Bodyworking the soundworld – collective strategies for immersive sonic experience (SEVERAL LOCATIONS, 2021-2022)

Bodyworking the soundworld is a collective exploration of the extended embodiment of our presences in acoustic space. It is about the play of resonance, the dynamics of call and response, the mutual engagement through movement, micro and macro-rhythms and utterance patterns. It is negotiated through improvisation in real-time, so that although I provide a few performative guidelines, the goal is a flat structure towards immersion and shared ownership. It is meant as an evolving and generative (echo)system.

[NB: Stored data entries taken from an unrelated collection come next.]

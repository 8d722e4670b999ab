//! Type-erased values flowing from data sources into theory arguments.

use std::any::{Any, TypeId};
use std::fmt;
use std::sync::Arc;

use crate::error::DataError;

/// Anything that can travel through a data row
///
/// Blanket-implemented; it only exists to keep bounds short.
pub trait Datum: Any + Send + Sync + fmt::Debug {}

impl<T: Any + Send + Sync + fmt::Debug> Datum for T {}

/// A single argument value with its concrete type erased
///
/// Cloning shares the underlying datum.
#[derive(Clone)]
pub struct Value {
    inner: Arc<dyn Any + Send + Sync>,
    type_name: &'static str,
    render: fn(&(dyn Any + Send + Sync), &mut fmt::Formatter<'_>) -> fmt::Result,
}

fn render_as<T: Datum>(value: &(dyn Any + Send + Sync), f: &mut fmt::Formatter<'_>) -> fmt::Result {
    match value.downcast_ref::<T>() {
        Some(value) => fmt::Debug::fmt(value, f),
        None => f.write_str("<?>"),
    }
}

impl Value {
    /// Wrap a value
    pub fn new<T: Datum>(value: T) -> Self {
        Self {
            inner: Arc::new(value),
            type_name: std::any::type_name::<T>(),
            render: render_as::<T>,
        }
    }

    /// `TypeId` of the wrapped value
    pub fn type_id(&self) -> TypeId {
        (*self.inner).type_id()
    }

    /// Name of the wrapped value's type
    pub fn type_name(&self) -> &'static str {
        self.type_name
    }

    /// Whether the wrapped value is a `T`
    pub fn is<T: Any>(&self) -> bool {
        self.inner.is::<T>()
    }

    /// Borrow the wrapped value as a `T`
    pub fn downcast_ref<T: Any>(&self) -> Option<&T> {
        self.inner.downcast_ref::<T>()
    }

    /// Whether two values share the same datum
    pub fn ptr_eq(&self, other: &Value) -> bool {
        Arc::ptr_eq(&self.inner, &other.inner)
    }

    /// Extract the value as a `T`, cloning only when the datum is shared
    pub fn into_inner<T: Datum + Clone>(self, position: usize) -> Result<T, DataError> {
        let actual = self.type_name;
        let typed = self
            .inner
            .downcast::<T>()
            .map_err(|_| DataError::type_mismatch(position, std::any::type_name::<T>(), actual))?;
        Ok(Arc::try_unwrap(typed).unwrap_or_else(|shared| (*shared).clone()))
    }

    /// Extract the value as a `T` without cloning
    ///
    /// Only succeeds when this `Value` holds the last reference to its datum,
    /// which is the case for freshly created specimens.
    pub(crate) fn into_unique<T: Any + Send + Sync>(self) -> Result<T, DataError> {
        let type_name = self.type_name;
        let typed = self.inner.downcast::<T>().map_err(|_| {
            DataError::internal(format!(
                "specimen of type {} requested as {}",
                type_name,
                std::any::type_name::<T>()
            ))
        })?;
        Arc::try_unwrap(typed).map_err(|_| {
            DataError::internal(format!("specimen of type {} is shared", type_name))
        })
    }
}

impl fmt::Debug for Value {
    fn fmt(&self, f: &mut fmt::Formatter<'_>) -> fmt::Result {
        (self.render)(&*self.inner, f)
    }
}

/// One set of arguments for a single theory invocation
pub type Row = Vec<Value>;

/// Render a row the way it shows up in theory reports
pub fn format_row(row: &[Value]) -> String {
    let rendered: Vec<String> = row.iter().map(|value| format!("{:?}", value)).collect();
    format!("({})", rendered.join(", "))
}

As a sound artist I usually work with technological interfaces, as simple as a recorder and a microphone, or as complex as editing, processing, streaming, coding, and spatial design. Yet, what propels my practice is the constantly evolving sonic experience of bodily navigating the soundworld, and this requires no tech at all. It is grounded on aurally-driven proprioception and extended collective kinaesthesia – on bodies in motion, on listening to spaces and to each other, on a performative playful of way of interacting with and through sound.

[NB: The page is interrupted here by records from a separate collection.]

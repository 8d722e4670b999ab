//! Theories: test bodies run once per row of their data sources.

use std::any::Any;
use std::fmt;
use std::marker::PhantomData;
use std::panic::{self, AssertUnwindSafe};
use std::time::{Duration, Instant};

use crate::error::DataError;
use crate::signature::{Parameters, Signature};
use crate::source::{DataRequest, DataSource};
use crate::value::format_row;

/// Outcome of invoking a theory with one row of arguments
#[derive(Debug, Clone, PartialEq, Eq)]
pub struct CaseOutcome {
    /// Description of the source that produced the row
    pub source: String,
    /// The rendered arguments, e.g. `(1337, 7, 42)`
    pub arguments: String,
    /// Panic message when the body failed
    pub failure: Option<String>,
    pub duration: Duration,
}

impl CaseOutcome {
    pub fn is_passed(&self) -> bool {
        self.failure.is_none()
    }

    pub fn is_failed(&self) -> bool {
        self.failure.is_some()
    }
}

impl fmt::Display for CaseOutcome {
    fn fmt(&self, f: &mut fmt::Formatter<'_>) -> fmt::Result {
        match &self.failure {
            None => write!(f, "{} ok ({:?})", self.arguments, self.duration),
            Some(message) => write!(f, "{} FAILED: {}", self.arguments, message),
        }
    }
}

/// All outcomes of one theory run
#[derive(Debug, Clone, PartialEq, Eq)]
pub struct TheoryReport {
    pub name: String,
    pub outcomes: Vec<CaseOutcome>,
    pub duration: Duration,
}

impl TheoryReport {
    pub fn passed(&self) -> usize {
        self.outcomes.iter().filter(|outcome| outcome.is_passed()).count()
    }

    pub fn failed(&self) -> usize {
        self.outcomes.iter().filter(|outcome| outcome.is_failed()).count()
    }

    /// Whether no row was produced at all
    pub fn is_empty(&self) -> bool {
        self.outcomes.is_empty()
    }

    /// Whether every produced row passed
    pub fn is_success(&self) -> bool {
        self.failed() == 0
    }

    pub fn failures(&self) -> impl Iterator<Item = &CaseOutcome> {
        self.outcomes.iter().filter(|outcome| outcome.is_failed())
    }

    /// Panic with every failing case when the run was not a success
    pub fn assert_passes(&self) {
        if self.is_success() {
            return;
        }
        let lines: Vec<String> = self
            .failures()
            .map(|outcome| format!("  {} from {}", outcome, outcome.source))
            .collect();
        panic!(
            "Theory {} failed for {} of {} case(s):\n{}",
            self.name,
            self.failed(),
            self.outcomes.len(),
            lines.join("\n")
        );
    }
}

/// A test body declared over an argument tuple, with its data sources
///
/// ```rust
/// use autodata::{InlineAutoData, Theory, values};
///
/// let report = Theory::new("sum_is_commutative", |(a, b, c): (i32, i32, i32)| {
///     assert_eq!(a + b + c, c + b + a);
/// })
/// .case(InlineAutoData::new(values![1337, 7]))
/// .case(InlineAutoData::new(values![1, 2, 3]))
/// .run()
/// .unwrap();
///
/// assert_eq!(report.passed(), 2);
/// ```
pub struct Theory<Args, F> {
    name: String,
    signature: Signature,
    cases: Vec<Box<dyn DataSource>>,
    body: F,
    _args: PhantomData<fn(Args)>,
}

impl<Args, F> Theory<Args, F>
where
    Args: Parameters,
    F: Fn(Args) + Send + Sync,
{
    pub fn new(name: impl Into<String>, body: F) -> Self {
        Self {
            name: name.into(),
            signature: Args::signature(),
            cases: Vec::new(),
            body,
            _args: PhantomData,
        }
    }

    /// Add a data source; every row it produces becomes one invocation
    pub fn case(mut self, source: impl DataSource + 'static) -> Self {
        self.cases.push(Box::new(source));
        self
    }

    pub fn name(&self) -> &str {
        &self.name
    }

    pub fn signature(&self) -> &Signature {
        &self.signature
    }

    pub fn case_count(&self) -> usize {
        self.cases.len()
    }

    /// Check every case against the signature without producing any data
    pub fn validate(&self) -> Result<(), DataError> {
        for case in &self.cases {
            case.validate(&self.signature).inspect_err(|err| {
                log::debug!("theory {}: {} rejected: {}", self.name, case.describe(), err);
            })?;
        }
        Ok(())
    }

    /// Invoke the body once per row of every case
    ///
    /// Data errors abort the run. Panics in the body are recorded as failed
    /// outcomes.
    pub fn run(&self) -> Result<TheoryReport, DataError> {
        self.validate()?;
        let started = Instant::now();
        let mut outcomes = Vec::new();

        for case in &self.cases {
            let source = case.describe();
            let rows = case.rows(&DataRequest::new(&self.signature))?;
            log::debug!("{} produced {} row(s)", source, rows.len());
            for row in rows {
                self.signature.check_row(&row)?;
                let arguments = format_row(&row);
                let args = Args::from_row(row)?;

                let case_started = Instant::now();
                let result = panic::catch_unwind(AssertUnwindSafe(|| (self.body)(args)));
                let failure = result.err().map(|payload| panic_message(payload.as_ref()));
                if let Some(message) = &failure {
                    log::debug!("theory {} failed for {}: {}", self.name, arguments, message);
                }

                outcomes.push(CaseOutcome {
                    source: source.clone(),
                    arguments,
                    failure,
                    duration: case_started.elapsed(),
                });
            }
        }

        Ok(TheoryReport {
            name: self.name.clone(),
            outcomes,
            duration: started.elapsed(),
        })
    }
}

impl<Args, F> fmt::Debug for Theory<Args, F> {
    fn fmt(&self, f: &mut fmt::Formatter<'_>) -> fmt::Result {
        let cases: Vec<String> = self.cases.iter().map(|case| case.describe()).collect();
        f.debug_struct("Theory")
            .field("name", &self.name)
            .field("signature", &self.signature)
            .field("cases", &cases)
            .finish()
    }
}

pub(crate) fn panic_message(payload: &(dyn Any + Send)) -> String {
    if let Some(message) = payload.downcast_ref::<&str>() {
        message.to_string()
    } else if let Some(message) = payload.downcast_ref::<String>() {
        message.clone()
    } else {
        "theory panicked".to_string()
    }
}

#[cfg(test)]
mod tests {
    use super::*;
    use crate::fixture::Fixture;
    use crate::source::{AutoData, InlineAutoData, InlineData};
    use crate::value::Value;
    use crate::value::Row;
    use std::sync::atomic::{AtomicUsize, Ordering};
    use std::sync::{Arc, Mutex};

    /// Source yielding fixed rows and counting validations
    struct Counted {
        rows: Vec<i32>,
        validations: Arc<AtomicUsize>,
    }

    impl DataSource for Counted {
        fn rows(&self, _request: &DataRequest<'_>) -> Result<Vec<Row>, DataError> {
            Ok(self.rows.iter().map(|&n| vec![Value::new(n)]).collect())
        }

        fn validate(&self, _signature: &Signature) -> Result<(), DataError> {
            self.validations.fetch_add(1, Ordering::SeqCst);
            Ok(())
        }
    }

    #[test]
    fn test_runs_once_per_row() {
        let seen = Mutex::new(Vec::new());
        let theory = Theory::new("collect", |(a, b): (i32, String)| {
            seen.lock().unwrap().push((a, b));
        })
        .case(InlineData::new(vec![Value::new(1), Value::new("x".to_string())]))
        .case(InlineAutoData::new(vec![Value::new(2)]));

        let report = theory.run().unwrap();
        assert_eq!(report.passed(), 2);
        assert!(report.is_success());

        let seen = seen.into_inner().unwrap();
        assert_eq!(seen[0], (1, "x".to_string()));
        assert_eq!(seen[1].0, 2);
        assert_eq!(seen[1].1.len(), 32);
    }

    #[test]
    fn test_panics_are_recorded_as_failures() {
        let theory = Theory::new("always_small", |(n,): (u8,)| {
            assert!(n < 10, "{} is too large", n);
        })
        .case(InlineData::new(vec![Value::new(3u8)]))
        .case(InlineData::new(vec![Value::new(200u8)]));

        let report = theory.run().unwrap();
        assert_eq!(report.passed(), 1);
        assert_eq!(report.failed(), 1);

        let failure = report.failures().next().unwrap();
        assert_eq!(failure.arguments, "(200)");
        assert_eq!(failure.failure.as_deref(), Some("200 is too large"));
        assert_eq!(failure.source, "InlineData(200)");
    }

    #[test]
    fn test_excess_literals_abort_before_any_invocation() {
        let calls = Mutex::new(0);
        let theory = Theory::new("pair", |(_a, _b): (i32, i32)| {
            *calls.lock().unwrap() += 1;
        })
        .case(InlineAutoData::new(vec![Value::new(1)]))
        .case(InlineAutoData::new(vec![
            Value::new(1),
            Value::new(2),
            Value::new(3),
        ]));

        assert_eq!(theory.validate(), Err(DataError::parameter_count(2, 3)));
        assert_eq!(theory.run().unwrap_err(), DataError::parameter_count(2, 3));
        assert_eq!(*calls.lock().unwrap(), 0);
    }

    #[test]
    fn test_customized_generation_reaches_the_body() {
        let mut fixture = Fixture::new();
        fixture.inject(42i32);

        let theory = Theory::new("answer", |(x, y, z): (i32, i32, i32)| {
            assert_eq!((x, y, z), (1337, 7, 42));
        })
        .case(InlineAutoData::with_fixture(
            fixture,
            vec![Value::new(1337), Value::new(7)],
        ));

        theory.run().unwrap().assert_passes();
    }

    #[test]
    fn test_theory_without_cases_produces_empty_report() {
        let theory = Theory::new("nothing", |_: (bool,)| {});
        let report = theory.run().unwrap();
        assert!(report.is_empty());
        assert!(report.is_success());
    }

    #[test]
    #[should_panic(expected = "Theory odd failed for 1 of 1 case(s)")]
    fn test_assert_passes_panics_on_failure() {
        Theory::new("odd", |(n,): (i32,)| assert_eq!(n % 2, 1))
            .case(InlineData::new(vec![Value::new(4)]))
            .run()
            .unwrap()
            .assert_passes();
    }

    #[test]
    fn test_debug_lists_cases() {
        let theory = Theory::new("debug", |_: (i32,)| {}).case(AutoData::new());
        let rendered = format!("{:?}", theory);
        assert!(rendered.contains("debug"));
        assert!(rendered.contains("AutoData"));
        assert_eq!(theory.case_count(), 1);
    }

    #[test]
    fn test_each_case_is_validated_once() {
        let validations = Arc::new(AtomicUsize::new(0));
        let theory = Theory::new("counted", |(n,): (i32,)| assert!(n > 0))
            .case(Counted {
                rows: vec![1, 2, 3],
                validations: Arc::clone(&validations),
            })
            .case(Counted {
                rows: vec![4],
                validations: Arc::clone(&validations),
            });

        let report = theory.run().unwrap();
        assert_eq!(report.passed(), 4);
        assert_eq!(validations.load(Ordering::SeqCst), 2);
    }

    #[test]
    fn test_rows_are_checked_against_the_signature() {
        let theory = Theory::new("typed", |(_s,): (String,)| {}).case(Counted {
            rows: vec![1],
            validations: Arc::new(AtomicUsize::new(0)),
        });

        let err = theory.run().unwrap_err();
        assert_eq!(
            err,
            DataError::type_mismatch(0, "alloc::string::String", "i32")
        );
    }

}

This piece has been deployed as a performative-workshop in different locations, usually in an academic setting, like a an international conference or a seminar, often in the field of ecological humanities, where it is meant to propose a contrast to the more strict knowledge performance approaches accepted at these environments.

At the 15th NOFOD (Nordic Forum for Dance Research) Conference: Moving, relating, commanding. Choreographies for bodies, identities and ecologies. The Danish National School of Performing Arts in Copenhagen, July 2022.
At the Nordic Summer University (NSU) gathering in Oslo, August 2022.

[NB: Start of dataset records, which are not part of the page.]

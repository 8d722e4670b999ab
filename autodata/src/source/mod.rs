//! Data sources feeding rows of arguments to theories.
//!
//! A source is asked for rows covering the parameters from
//! [`DataRequest::start`] onwards. Sources that complete rows begun by other
//! sources (see [`CompositeData`]) use `start` to skip positions that are
//! already filled.

pub mod auto;
pub mod composite;
pub mod inline;
pub mod inline_auto;

pub use auto::AutoData;
pub use composite::CompositeData;
pub use inline::InlineData;
pub use inline_auto::InlineAutoData;

use crate::error::DataError;
use crate::signature::{Parameter, Signature};
use crate::value::Row;

/// What a source is asked to fill
#[derive(Debug, Clone, Copy)]
pub struct DataRequest<'a> {
    signature: &'a Signature,
    start: usize,
}

impl<'a> DataRequest<'a> {
    /// Request covering the whole signature
    pub fn new(signature: &'a Signature) -> Self {
        Self {
            signature,
            start: 0,
        }
    }

    /// Request covering the parameters from `start` onwards
    pub fn starting_at(signature: &'a Signature, start: usize) -> Self {
        Self { signature, start }
    }

    pub fn signature(&self) -> &'a Signature {
        self.signature
    }

    pub fn start(&self) -> usize {
        self.start
    }

    /// Number of parameters this request still covers
    pub fn remaining(&self) -> usize {
        self.signature.len().saturating_sub(self.start)
    }

    /// Parameters this request still covers
    pub fn parameters(&self) -> &'a [Parameter] {
        let start = self.start.min(self.signature.len());
        &self.signature.as_slice()[start..]
    }
}

/// Something that produces rows of theory arguments
pub trait DataSource: Send + Sync {
    /// Produce rows for the parameters covered by `request`
    fn rows(&self, request: &DataRequest<'_>) -> Result<Vec<Row>, DataError>;

    /// Check the source against a signature without producing data
    fn validate(&self, _signature: &Signature) -> Result<(), DataError> {
        Ok(())
    }

    /// Short description used in reports
    fn describe(&self) -> String {
        std::any::type_name::<Self>()
            .rsplit("::")
            .next()
            .unwrap_or("DataSource")
            .to_string()
    }
}

impl<S: DataSource + ?Sized> DataSource for Box<S> {
    fn rows(&self, request: &DataRequest<'_>) -> Result<Vec<Row>, DataError> {
        (**self).rows(request)
    }

    fn validate(&self, signature: &Signature) -> Result<(), DataError> {
        (**self).validate(signature)
    }

    fn describe(&self) -> String {
        (**self).describe()
    }
}

/// Produce the complete rows of `source` for `signature`
///
/// Every row is checked against the signature.
pub fn complete_rows(source: &dyn DataSource, signature: &Signature) -> Result<Vec<Row>, DataError> {
    source.validate(signature)?;
    let rows = source.rows(&DataRequest::new(signature))?;
    for row in &rows {
        signature.check_row(row)?;
    }
    log::debug!("{} produced {} row(s)", source.describe(), rows.len());
    Ok(rows)
}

HETEROPHONICS (Vilnius, Lithuania, 2019)

Heterophonics was a lecture-performance and sound installation for two FM radios and short-distance radio emitters presented at the Departures, Deviations and Elsewheres Artistic Research Symposium, at the European Humanities University, Vilnius, Lithuania, in March 2019.

Heterophonics – radio as an intersection of displacement and site-specificity

As a young child, even before having my own room in my parent’s home, I was struck by how the experience of listening to radio was radically defined by in-between-ness, and activated by an intense and slightly disorienting curiosity towards otherness, all while powerfully intersecting displacement and site-specificity. Moreover, a battery-operated FM/AM pocket radio with a wire antenna (the kind I had), if paired with headphones, can provide a magical blanket of privacy in relation to one’s immediate surroundings, while providing access to farther worlds of sonic imagination.

Of course, at the time these were not the words I had available to formulate my experience. What I was was fascinated by how voices and music from the beyond could come and reach my ears, as I lay under the (no-longer metaphorical) blankets in early nightfall, just before drifting into sleep. And without wires! The world was much less wireless back then.

Most fascinating for me, was the foreign radio coming from beyond the borders. Even beyond the exoticism of unfamiliar vocal geographies, the very act of tuning manually – meaning, traversing the static noise between station frequencies – provides access to a transitive soundscape of glitched/cacophonic heterotopia, stimulated by a phenomenology of expectation.

Heterophonics is a lecture-performance on the multiple and often incongruous overlapping of imaginary geographies that listening to radio provides. It also deals with how the located body – the listener, wherever she is to be found – is a fully active participant in this heterotopian space, and some notes on the phenomenology and politics of inhabiting it. In sum, this lecture explores traditional radio as a portable heterotopian grid/access point, as well as its nuanced variations in our present age of constant (dis)connectivity.